True ex-Scientologist
@Barlie

When you were a hardware design engineer (or technician?) at Apple,
what was the employee corporate culture like in your personal experiences?
 

Barile

Well-known member
@Barlie

When you were a hardware design engineer (or technician?) at Apple,
what was the employee corporate culture like in your personal experiences?
Those years were the Sculley/Spindler through Gil Amelio years. I was in Component Engineering and later moved over to PCB design engineering. That was the old Apple, the environment was highly creative and driven by the need to keep the company alive. I guess it was as optimum as you could hope for, a large company that acted like a startup. Things were much less "corporate". Beer bashes on site pretty much every friday, free perks from the projects you worked on, time flew by and we were very proud of the products. When Steve returned he definitely had a plan and had his fingers in absolutely everything.
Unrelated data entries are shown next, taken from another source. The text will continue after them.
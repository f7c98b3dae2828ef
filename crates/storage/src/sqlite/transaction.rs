//! Scoped transactions
//!
//! Closure API in the manner of `Database::transaction`: the closure runs
//! inside a transaction that commits when it returns `Ok` and rolls back
//! when it returns `Err` or unwinds.

use bucketstore_core::{Error, Result};
use rusqlite::{Connection, Transaction, TransactionBehavior};
use tracing::warn;

/// Run `f` in a write transaction.
///
/// The transaction is `IMMEDIATE`: the write lock is taken up front, so a
/// read-then-write sequence inside `f` cannot be interleaved with another
/// writer.
pub(crate) fn write<T, F>(conn: &mut Connection, op: &'static str, f: F) -> Result<T>
where
    F: FnOnce(&Transaction<'_>) -> Result<T>,
{
    run(conn, TransactionBehavior::Immediate, op, f)
}

/// Run `f` in a read transaction, giving it one consistent snapshot.
pub(crate) fn read<T, F>(conn: &mut Connection, op: &'static str, f: F) -> Result<T>
where
    F: FnOnce(&Transaction<'_>) -> Result<T>,
{
    run(conn, TransactionBehavior::Deferred, op, f)
}

fn run<T, F>(conn: &mut Connection, behavior: TransactionBehavior, op: &'static str, f: F) -> Result<T>
where
    F: FnOnce(&Transaction<'_>) -> Result<T>,
{
    let is_write = matches!(behavior, TransactionBehavior::Immediate);
    let tx = conn
        .transaction_with_behavior(behavior)
        .map_err(Error::unexpected)?;

    match f(&tx) {
        Ok(value) => {
            tx.commit().map_err(Error::unexpected)?;
            Ok(value)
        }
        Err(err) => {
            if is_write {
                warn!(target: "bucketstore::txn", op, error = %err, "Rolling back transaction");
            }
            if let Err(rollback_err) = tx.rollback() {
                warn!(target: "bucketstore::txn", op, error = %rollback_err, "Rollback failed");
            }
            Err(err)
        }
    }
}

#[cfg(test)]
mod tests {
    use super::*;

    fn conn() -> Connection {
        let conn = Connection::open_in_memory().unwrap();
        conn.execute_batch("CREATE TABLE t (v INTEGER NOT NULL)").unwrap();
        conn
    }

    fn count(conn: &Connection) -> i64 {
        conn.query_row("SELECT COUNT(*) FROM t", [], |r| r.get(0)).unwrap()
    }

    #[test]
    fn test_commit_on_ok() {
        let mut conn = conn();
        write(&mut conn, "test", |tx| {
            tx.execute("INSERT INTO t (v) VALUES (1)", [])
                .map_err(Error::unexpected)?;
            Ok(())
        })
        .unwrap();
        assert_eq!(count(&conn), 1);
    }

    #[test]
    fn test_rollback_on_domain_error() {
        let mut conn = conn();
        let result: Result<()> = write(&mut conn, "test", |tx| {
            tx.execute("INSERT INTO t (v) VALUES (1)", [])
                .map_err(Error::unexpected)?;
            Err(Error::BucketAlreadyExists("t".into()))
        });
        assert!(matches!(result, Err(Error::BucketAlreadyExists(_))));
        assert_eq!(count(&conn), 0);
    }

    #[test]
    fn test_rollback_on_storage_error() {
        let mut conn = conn();
        let result: Result<()> = write(&mut conn, "test", |tx| {
            tx.execute("INSERT INTO t (v) VALUES (1)", [])
                .map_err(Error::unexpected)?;
            tx.execute("INSERT INTO t (v) VALUES (NULL)", [])
                .map_err(Error::unexpected)?;
            Ok(())
        });
        assert!(matches!(result, Err(Error::Unexpected(_))));
        assert_eq!(count(&conn), 0);
    }

    #[test]
    fn test_rollback_on_panic() {
        let mut conn = conn();
        let outcome = std::panic::catch_unwind(std::panic::AssertUnwindSafe(|| {
            let _: Result<()> = write(&mut conn, "test", |tx| {
                tx.execute("INSERT INTO t (v) VALUES (1)", []).unwrap();
                panic!("boom");
            });
        }));
        assert!(outcome.is_err());
        assert_eq!(count(&conn), 0);
    }
}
You could not go a day without bumping into him in the parking lot or at the cafeteria, or on the phone to your boss's boss about those missing images on the website. It was a little like watching old videos of Herbert VonKarajan rehearsing the Berlin Philharmonic. Every nuance needed to be as he wanted it. Things began to grow very, very quickly and stayed on that trend for years. It was not the old Apple anymore, it was not like a startup. You didn't know everybody and you had to have a firm grasp on what you were ultimately responsible for, because with more people comes more complexity. The old Apple was all about teamwork and cooperation and indeed, thinking outside the box. Creativity was valued and rewarded. This can't happen as easily after you reach a certain critical mass. The early years were the best years of my life, the most rewarding, the most challenging. When I took over website production and datacenter environments, it felt like the challenge was to protect and defend against the "forces of evil". Make no mistake, they line up at the door and take a number. Over the years it went from 10% of the job to 95% of the job. All this, I pretty much can't discuss beyond just that, but it certainly affected the culture. Now, culture exists in only small pockets, small groups. Another reason to have retired, the thrill being gone. I'm sure you know what I mean. As for Apple, invest long.